Over Provisioning is not reported space. Think of it as you buy a 1Tb ssd, but in reality it's a 1.1Tb ssd. That 10% doesn't exist for all practical purposes.
What it does is if a key goes bad, burns out, fails to hold voltage, it's address is checked and one of the keys in the over provision takes its place. So you'll remain at 100% healthy until all the keys in the over provision are used up. That's when you get to 99% on down.
The ssd itself is 1Tb. That's what it has available. After that comes stuff you aren't allowed to access like the boot, MBR, GPT info etc. After OS install comes more stuff you can't access like hardware reserved and hibernation. Leaving you closer to 931Gb. Unless you change the rules.
Hardware reserved can be mitigated if you have no igpu, Hibernation (75% of ram size) can be disabled. Those 2 alone are responsible for 10-20Gb easily on modern systems, portioned space for no apparent reason other than the OS wants it.

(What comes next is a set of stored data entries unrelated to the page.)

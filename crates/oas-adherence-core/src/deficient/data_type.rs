//! Values of the wrong shape

use serde_json::{json, Value};

use super::{Deficiency, DeficiencyKind, DeficiencyOptions};
use crate::path::JsonPath;
use crate::report::ErrorDetails;
use crate::schema::{Schema, SchemaType};

/// A fixed stand-in value of the given shape
pub(super) fn dummy_value(shape: &SchemaType) -> Value {
    match shape {
        SchemaType::Integer => json!(7),
        SchemaType::Number => json!(7.5),
        SchemaType::String => json!("dummy"),
        SchemaType::Object => json!({ "dummy": "dummy" }),
        SchemaType::Array => json!(["dummy"]),
        SchemaType::Boolean => json!(true),
        SchemaType::Other(_) => Value::Null,
    }
}

/// Whether a `candidate` value in a `declared` slot does not count as a
/// type fault
fn tolerated(declared: &SchemaType, candidate: &SchemaType, strict_types: bool) -> bool {
    use SchemaType::*;

    match (declared, candidate) {
        (Integer, Number) | (Number, Integer) => true,
        (String, Integer | Number | Boolean) | (Object, Array) => !strict_types,
        _ => declared == candidate,
    }
}

pub(super) fn deficiencies(
    schema: &Schema,
    path: &JsonPath,
    options: &DeficiencyOptions,
) -> Vec<Deficiency> {
    let Some(declared) = schema.schema_type.as_ref().filter(|t| t.is_supported()) else {
        return Vec::new();
    };

    SchemaType::SHAPES
        .iter()
        .filter(|candidate| !tolerated(declared, candidate, options.strict_types))
        .map(|candidate| {
            Deficiency::new(
                DeficiencyKind::DataType,
                path.clone(),
                dummy_value(candidate),
                ErrorDetails::TypeMismatch {
                    expected: declared.to_string(),
                    actual: candidate.to_string(),
                },
            )
        })
        .collect()
}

Drive space allocation depends on the drive. Many older, smaller drives, like 120Gb etc needed 10% minimum, just for the windows swap file use or suffered extreme lag. With 1Tb drives, you still need 20Gb (±) for that file alone, but a full 10% 100Gb isn't totally necessary. For normal use, 5% will suffice. For super-users, those dealing with uber large files, 10% would be better advised. That changes again if using a 2Tb ssd etc.